### Problem details
Please return the lines of the data below, word for word, from the first line through the line containing "use std::sync::Arc;".

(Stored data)
//! RPC surface of the article service.
//!
//! `GetArticles` is exposed as a JSON-over-HTTP method:
//!
//! ```text
//! POST /article.ArticleService/GetArticles
//! {"query": "...", "display": 10, "start": 1}
//! ```
//!
//! Successful calls reply `200` with `{"items": [...]}`. Failures reply with
//! an HTTP status and a `{"code", "message"}` body, see
//! [`ServiceError`](crate::service::ServiceError). The number of calls served
//! at once is bounded; extra calls wait for a free slot.

use crate::api::SearchApi;
use crate::models::{EnrichmentRequest, EnrichmentResponse};
use crate::service::{ArticleService, ServiceError};
use axum::extract::State;
use axum::routing::{get, post};
use axum::{Json, Router};
use std::net::SocketAddr;
use std::sync::Arc;
use tower::limit::ConcurrencyLimitLayer;
use tracing::{info, instrument};

/// Path of the `GetArticles` method.
pub const GET_ARTICLES_PATH: &str = "/article.ArticleService/GetArticles";

/// Build the router for `service`, serving at most `max_in_flight` calls at once.
pub fn create_router<S>(service: Arc<ArticleService<S>>, max_in_flight: usize) -> Router
where
    S: SearchApi + Send + Sync + 'static,
{
    Router::new()
        .route(GET_ARTICLES_PATH, post(get_articles::<S>))
        .route("/health", get(health))
        .layer(ConcurrencyLimitLayer::new(max_in_flight.max(1)))
        .with_state(service)
}

/// Bind `addr` and serve until Ctrl-C.
#[instrument(level = "info", skip_all, fields(%addr))]
pub async fn serve(router: Router, addr: SocketAddr) -> Result<(), std::io::Error> {
    let listener = tokio::net::TcpListener::bind(addr).await?;
    info!(addr = %listener.local_addr()?, "Article RPC server listening");

    axum::serve(listener, router)
        .with_graceful_shutdown(shutdown_signal())
        .await?;

    info!("Article RPC server stopped");
    Ok(())
}

async fn shutdown_signal() {
    if let Err(e) = tokio::signal::ctrl_c().await {
        tracing::error!(error = %e, "Failed to listen for shutdown signal");
        std::future::pending::<()>().await;
    }
    info!("Shutdown signal received");
}

async fn get_articles<S>(
    State(service): State<Arc<ArticleService<S>>>,
    Json(request): Json<EnrichmentRequest>,
) -> Result<Json<EnrichmentResponse>, ServiceError>
where
    S: SearchApi + Send + Sync + 'static,
{
    service.get_articles(request).await.map(Json)
}

async fn health() -> &'static str {
    "ok"
}
//! Command-line interface definitions for the article service.
//!
//! This module defines the CLI arguments and options using the `clap` crate.
//! Every option can also be provided through an environment variable (a
//! `.env` file in the working directory is loaded first). Options left unset
//! fall back to the optional YAML config file, then to built-in defaults.

use clap::Parser;
use std::net::SocketAddr;

/// Command-line arguments for the article service.
///
/// # Examples
///
/// ```sh
/// # Credentials from the environment, everything else default
/// NAVER_CLIENT_ID=... NAVER_CLIENT_SECRET=... naver_article_service
///
/// # Custom port and a more generous enrichment budget
/// naver_article_service --listen-addr 0.0.0.0:8080 --call-deadline-secs 45
///
/// # Settings from a YAML file
/// naver_article_service -c ./article_service.yaml
/// ```
#[derive(Parser, Debug, Default)]
#[command(author, version, about)]
pub struct Cli {
    /// Optional path to a YAML config file
    #[arg(short, long, env = "ARTICLE_CONFIG")]
    pub config: Option<String>,

    /// Address the RPC server listens on [default: [::]:50052]
    #[arg(short, long, env = "ARTICLE_LISTEN_ADDR")]
    pub listen_addr: Option<SocketAddr>,

    /// Naver search API client identifier
    #[arg(long, env = "NAVER_CLIENT_ID")]
    pub client_id: Option<String>,

    /// Naver search API client secret
    #[arg(long, env = "NAVER_CLIENT_SECRET", hide_env_values = true)]
    pub client_secret: Option<String>,

    /// News search endpoint
    #[arg(long, env = "NAVER_SEARCH_ENDPOINT")]
    pub search_endpoint: Option<String>,

    /// Timeout applied to every outbound request, in seconds [default: 5]
    #[arg(long, env = "ARTICLE_FETCH_TIMEOUT_SECS")]
    pub fetch_timeout_secs: Option<u64>,

    /// Upper bound on the enrichment stage of one call, in seconds [default: 20]
    #[arg(long, env = "ARTICLE_CALL_DEADLINE_SECS")]
    pub call_deadline_secs: Option<u64>,

    /// Articles enriched concurrently within one call [default: 4]
    #[arg(long, env = "ARTICLE_ENRICH_CONCURRENCY")]
    pub enrich_concurrency: Option<usize>,

    /// Calls served concurrently [default: 10]
    #[arg(long, env = "ARTICLE_MAX_IN_FLIGHT")]
    pub max_in_flight: Option<usize>,

    /// Link prefix of article pages the scrapers understand
    #[arg(long, env = "ARTICLE_LINK_PREFIX")]
    pub link_prefix: Option<String>,
}
//! Data models for search references, enriched articles and the RPC payloads.
//!
//! This module defines the core data structures used throughout the service:
//! - [`SearchReference`]: A raw item returned by the news search API
//! - [`ArticleRecord`]: An enriched article as returned to RPC callers
//! - [`EnrichmentRequest`] / [`EnrichmentResponse`]: The `GetArticles` payloads
//!
//! The wire names follow the search API (`pubDate`) and the RPC contract
//! (`publishDate`), hence the `serde(rename)` attributes.

use serde::{Deserialize, Serialize};

/// Default number of results requested from the search API.
pub const DEFAULT_DISPLAY: u32 = 10;
/// Default 1-based offset into the search API results.
pub const DEFAULT_START: u32 = 1;

/// A raw news item as returned by the search API.
///
/// References are transient: they exist only for the duration of one
/// `GetArticles` call, between the search step and enrichment.
///
/// Missing fields decode as empty strings so that a sparse item never fails
/// the whole search response.
#[derive(Debug, Clone, Default, PartialEq, Eq, Deserialize)]
pub struct SearchReference {
    /// Headline as provided by the search API (may contain `<b>` highlights).
    #[serde(default)]
    pub title: String,
    /// Short description snippet.
    #[serde(default)]
    pub description: String,
    /// Canonical link to the article page.
    #[serde(default)]
    pub link: String,
    /// Publication timestamp in the search API's RFC 2822 style.
    #[serde(default, rename = "pubDate")]
    pub raw_publish_date: String,
}

/// The body of a search API reply.
#[derive(Debug, Default, Deserialize)]
pub struct SearchResponse {
    #[serde(default)]
    pub items: Vec<SearchReference>,
}

/// An enriched article, the unit of a `GetArticles` reply.
///
/// Every record corresponds to exactly one [`SearchReference`] that passed
/// the link filter. Fields degrade in place instead of the record being
/// dropped:
///
/// * `content` may hold an `error: ...` message instead of article text
/// * `category` may be empty
/// * `publish_date` is empty when the source date could not be parsed
/// * `summary` is always empty
#[derive(Debug, Clone, PartialEq, Eq, Serialize, Deserialize)]
pub struct ArticleRecord {
    pub title: String,
    pub content: String,
    pub summary: String,
    pub category: String,
    pub link: String,
    #[serde(rename = "publishDate")]
    pub publish_date: String,
}

/// Request payload of the `GetArticles` RPC.
///
/// `display` and `start` are unsigned so negative values are rejected while
/// decoding. No upper bound is enforced here; the search API applies its own.
#[derive(Debug, Clone, PartialEq, Eq, Serialize, Deserialize)]
pub struct EnrichmentRequest {
    pub query: String,
    #[serde(default = "default_display")]
    pub display: u32,
    #[serde(default = "default_start")]
    pub start: u32,
}

fn default_display() -> u32 {
    DEFAULT_DISPLAY
}

fn default_start() -> u32 {
    DEFAULT_START
}

/// Reply payload of the `GetArticles` RPC.
///
/// Items keep the order of the filtered search references.
#[derive(Debug, Clone, Default, PartialEq, Eq, Serialize, Deserialize)]
pub struct EnrichmentResponse {
    pub items: Vec<ArticleRecord>,
}
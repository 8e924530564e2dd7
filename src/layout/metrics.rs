//! Font metrics for the standard Helvetica faces, used to align text in cells.

use crate::layout::FontStyle;

/// Millimetres per typographic point.
pub const MM_PER_PT: f32 = 25.4 / 72.0;

/// Advance width used for characters outside printable ASCII.
const FALLBACK_WIDTH: u16 = 556;

/// Helvetica advance widths for `' '..='~'`, in 1/1000 em.
#[rustfmt::skip]
const HELVETICA: [u16; 95] = [
    278, 278, 355, 556, 556, 889, 667, 191, 333, 333, 389, 584, 278, 333, 278, 278,
    556, 556, 556, 556, 556, 556, 556, 556, 556, 556, 278, 278, 584, 584, 584, 556,
    1015, 667, 667, 722, 722, 667, 611, 778, 722, 278, 500, 667, 556, 833, 722, 778,
    667, 778, 722, 667, 611, 722, 667, 944, 667, 667, 611, 278, 278, 278, 469, 556,
    333, 556, 556, 500, 556, 556, 278, 556, 556, 222, 222, 500, 222, 833, 556, 556,
    556, 556, 333, 500, 278, 556, 500, 722, 500, 500, 500, 334, 260, 334, 584,
];

/// `Helvetica-Bold` advance widths for `' '..='~'`, in 1/1000 em.
#[rustfmt::skip]
const HELVETICA_BOLD: [u16; 95] = [
    278, 333, 474, 556, 556, 889, 722, 238, 333, 333, 389, 584, 278, 333, 278, 278,
    556, 556, 556, 556, 556, 556, 556, 556, 556, 556, 333, 333, 584, 584, 584, 611,
    975, 722, 722, 722, 722, 667, 611, 778, 722, 278, 556, 722, 611, 833, 722, 778,
    667, 778, 722, 667, 611, 722, 667, 944, 667, 667, 611, 333, 278, 333, 584, 556,
    333, 556, 611, 556, 611, 556, 333, 611, 611, 278, 278, 556, 278, 889, 611, 611,
    611, 611, 389, 556, 333, 611, 556, 778, 556, 556, 500, 389, 280, 389, 584,
];

fn glyph_width(style: FontStyle, c: char) -> u16 {
    let table = match style {
        // Oblique shares the upright metrics.
        FontStyle::Regular | FontStyle::Italic => &HELVETICA,
        FontStyle::Bold => &HELVETICA_BOLD,
    };

    u32::from(c)
        .checked_sub(32)
        .and_then(|idx| usize::try_from(idx).ok())
        .and_then(|idx| table.get(idx))
        .copied()
        .unwrap_or(FALLBACK_WIDTH)
}

/// Width of `text` in millimetres when set in `style` at `size` points.
pub fn text_width_mm(text: &str, style: FontStyle, size: f32) -> f32 {
    let em_thousandths: f32 = text.chars().map(|c| f32::from(glyph_width(style, c))).sum();

    em_thousandths / 1000.0 * size * MM_PER_PT
}

#[cfg(test)]
mod tests {
    use super::*;

    #[test]
    fn bold_digits_match_regular_digits() {
        let regular = text_width_mm("350.00", FontStyle::Regular, 12.0);
        let bold = text_width_mm("350.00", FontStyle::Bold, 12.0);

        assert!((regular - bold).abs() < f32::EPSILON);
    }

    #[test]
    fn bold_text_is_wider() {
        let regular = text_width_mm("Total", FontStyle::Regular, 12.0);
        let bold = text_width_mm("Total", FontStyle::Bold, 12.0);

        assert!(bold > regular);
    }

    #[test]
    fn width_scales_with_size() {
        let small = text_width_mm("Coconut", FontStyle::Regular, 10.0);
        let large = text_width_mm("Coconut", FontStyle::Regular, 20.0);

        assert!((large - 2.0 * small).abs() < 0.001);
    }

    #[test]
    fn unknown_characters_use_fallback_width() {
        let width = text_width_mm("\u{20b9}", FontStyle::Regular, 1000.0 / MM_PER_PT);

        assert!((width - 556.0).abs() < 0.01);
    }
}
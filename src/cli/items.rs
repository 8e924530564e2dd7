use std::io::{self, Write};

use anyhow::Result;
use chekku::{billing::Biller, layout::rate_label};

pub(crate) fn run(biller: &Biller) -> Result<()> {
    let catalog = biller.catalog();
    let mut out = io::stdout().lock();

    for item in catalog.items() {
        writeln!(out, "{item}")?;
    }

    writeln!(out, "\nRate/kg: {}", rate_label(catalog.rate_per_kg()))?;

    Ok(())
}
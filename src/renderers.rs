//! Renderers
//!
//! A renderer turns a finished [`InvoiceLayout`] into bytes.

use std::io;

use thiserror::Error;

use crate::{invoice::Invoice, layout::InvoiceLayout};

pub mod pdf;
pub mod text;

/// Errors that can occur while rendering a bill.
#[derive(Debug, Error)]
pub enum RenderError {
    /// PDF object encoding failed.
    #[error("Failed to encode PDF: {0}")]
    Pdf(#[from] lopdf::Error),

    /// Failed to write to the output.
    #[error("Failed to write output: {0}")]
    Io(#[from] io::Error),
}

/// Serialises an invoice layout to some output format.
pub trait InvoiceRenderer {
    /// Write the rendered layout to `out`.
    ///
    /// # Errors
    ///
    /// Returns a [`RenderError`] if encoding or writing fails.
    fn render_to<W: io::Write>(&self, layout: &InvoiceLayout, out: W) -> Result<(), RenderError>;

    /// Lay out `invoice` and render it into a fresh buffer.
    ///
    /// # Errors
    ///
    /// Returns a [`RenderError`] if encoding fails.
    fn render(&self, invoice: &Invoice) -> Result<Vec<u8>, RenderError> {
        let mut bytes = Vec::new();

        self.render_to(&InvoiceLayout::from_invoice(invoice), &mut bytes)?;

        Ok(bytes)
    }
}
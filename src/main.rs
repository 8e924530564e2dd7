//! Chekku command-line billing

use std::{
    io::{self, Write},
    process::ExitCode,
};

use clap::Parser;
use tracing_subscriber::EnvFilter;

use crate::cli::Cli;

mod cli;

fn main() -> ExitCode {
    // Load .env file if present (ignore if missing)
    _ = dotenvy::dotenv();

    let cli = Cli::parse();

    tracing_subscriber::fmt()
        .with_writer(std::io::stderr)
        .with_env_filter(
            EnvFilter::try_new(&cli.log_level).unwrap_or_else(|_err| EnvFilter::new("info")),
        )
        .init();

    match cli.run() {
        Ok(()) => ExitCode::SUCCESS,
        Err(run_error) => {
            // Reported outside tracing so a silenced filter still shows it.
            _ = writeln!(io::stderr().lock(), "Error: {run_error:#}");

            ExitCode::FAILURE
        }
    }
}
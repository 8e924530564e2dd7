//! Invoice requests

use crate::{
    catalog::{Catalog, CatalogError},
    payment::PaymentStatus,
    weight::Weight,
};

/// What the customer bought and whether they paid.
#[derive(Debug, Clone, PartialEq, Eq)]
pub struct InvoiceRequest {
    item: String,
    weight: Weight,
    payment_status: PaymentStatus,
}

impl InvoiceRequest {
    /// Create a request for an item sold in `catalog`.
    ///
    /// # Errors
    ///
    /// Returns [`CatalogError::UnknownItem`] if the item is not in the catalog.
    pub fn new(
        catalog: &Catalog,
        item: &str,
        weight: Weight,
        payment_status: PaymentStatus,
    ) -> Result<Self, CatalogError> {
        Ok(Self {
            item: catalog.item(item)?.to_string(),
            weight,
            payment_status,
        })
    }

    /// Catalog spelling of the item.
    pub fn item(&self) -> &str {
        &self.item
    }

    /// Weight sold.
    pub fn weight(&self) -> Weight {
        self.weight
    }

    /// Payment status to print on the bill.
    pub fn payment_status(&self) -> PaymentStatus {
        self.payment_status
    }
}
//! Weights

use std::{fmt, str::FromStr};

use rust_decimal::{Decimal, RoundingStrategy};
use thiserror::Error;

/// Errors raised when a weight is rejected at the input boundary.
#[derive(Debug, Error, PartialEq, Eq)]
pub enum WeightError {
    /// Weight was below zero.
    #[error("weight must not be negative, got {0} kg")]
    Negative(Decimal),

    /// Weight could not be parsed as a decimal number.
    #[error("weight must be a number of kilograms, got {0:?}")]
    Invalid(String),
}

/// A non-negative weight in kilograms.
#[derive(Debug, Clone, Copy, PartialEq, Eq, PartialOrd, Ord, Hash, Default)]
pub struct Weight(Decimal);

impl Weight {
    /// Zero kilograms.
    pub const ZERO: Weight = Weight(Decimal::ZERO);

    /// Creates a weight from a decimal number of kilograms.
    ///
    /// # Errors
    ///
    /// Returns [`WeightError::Negative`] if `kg` is below zero.
    pub fn new(kg: Decimal) -> Result<Self, WeightError> {
        if kg.is_sign_negative() && !kg.is_zero() {
            return Err(WeightError::Negative(kg));
        }

        // Normalise "-0" so it prints as "0.00".
        Ok(Self(kg.abs()))
    }

    /// Weight in kilograms.
    pub fn kg(self) -> Decimal {
        self.0
    }
}

impl TryFrom<Decimal> for Weight {
    type Error = WeightError;

    fn try_from(kg: Decimal) -> Result<Self, Self::Error> {
        Self::new(kg)
    }
}

impl FromStr for Weight {
    type Err = WeightError;

    fn from_str(s: &str) -> Result<Self, Self::Err> {
        let trimmed = s.trim();

        let kg = trimmed
            .parse::<Decimal>()
            .or_else(|_err| Decimal::from_scientific(trimmed))
            .map_err(|_err| WeightError::Invalid(s.to_string()))?;

        Self::new(kg)
    }
}

impl fmt::Display for Weight {
    fn fmt(&self, f: &mut fmt::Formatter<'_>) -> fmt::Result {
        let kg = self
            .0
            .round_dp_with_strategy(2, RoundingStrategy::MidpointAwayFromZero);

        write!(f, "{kg:.2}")
    }
}

#[cfg(test)]
mod tests {
    use testresult::TestResult;

    use super::*;

    #[test]
    fn parses_whole_and_fractional_kilograms() -> TestResult {
        assert_eq!("10".parse::<Weight>()?.kg(), Decimal::new(10, 0));
        assert_eq!(" 2.5 ".parse::<Weight>()?.kg(), Decimal::new(25, 1));

        Ok(())
    }

    #[test]
    fn rejects_negative_weight() {
        assert_eq!(
            "-0.5".parse::<Weight>(),
            Err(WeightError::Negative(Decimal::new(-5, 1)))
        );
    }

    #[test]
    fn rejects_non_numeric_weight() {
        assert!(matches!(
            "ten".parse::<Weight>(),
            Err(WeightError::Invalid(input)) if input == "ten"
        ));
    }

    #[test]
    fn negative_zero_is_zero() -> TestResult {
        let weight = "-0".parse::<Weight>()?;

        assert_eq!(weight, Weight::ZERO);
        assert_eq!(weight.to_string(), "0.00");

        Ok(())
    }

    #[test]
    fn displays_two_decimal_places() -> TestResult {
        assert_eq!(Weight::new(Decimal::new(25, 1))?.to_string(), "2.50");

        Ok(())
    }

    #[test]
    fn display_rounds_to_the_nearest_hundredth() -> TestResult {
        assert_eq!("2.559".parse::<Weight>()?.to_string(), "2.56");
        assert_eq!("2.555".parse::<Weight>()?.to_string(), "2.56");
        assert_eq!("2.554".parse::<Weight>()?.to_string(), "2.55");

        Ok(())
    }
}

### Expected output
//! RPC surface of the article service.
//!
//! `GetArticles` is exposed as a JSON-over-HTTP method:
//!
//! ```text
//! POST /article.ArticleService/GetArticles
//! {"query": "...", "display": 10, "start": 1}
//! ```
//!
//! Successful calls reply `200` with `{"items": [...]}`. Failures reply with
//! an HTTP status and a `{"code", "message"}` body, see
//! [`ServiceError`](crate::service::ServiceError). The number of calls served
//! at once is bounded; extra calls wait for a free slot.

use crate::api::SearchApi;
use crate::models::{EnrichmentRequest, EnrichmentResponse};
use crate::service::{ArticleService, ServiceError};
use axum::extract::State;
use axum::routing::{get, post};
use axum::{Json, Router};
use std::net::SocketAddr;
use std::sync::Arc;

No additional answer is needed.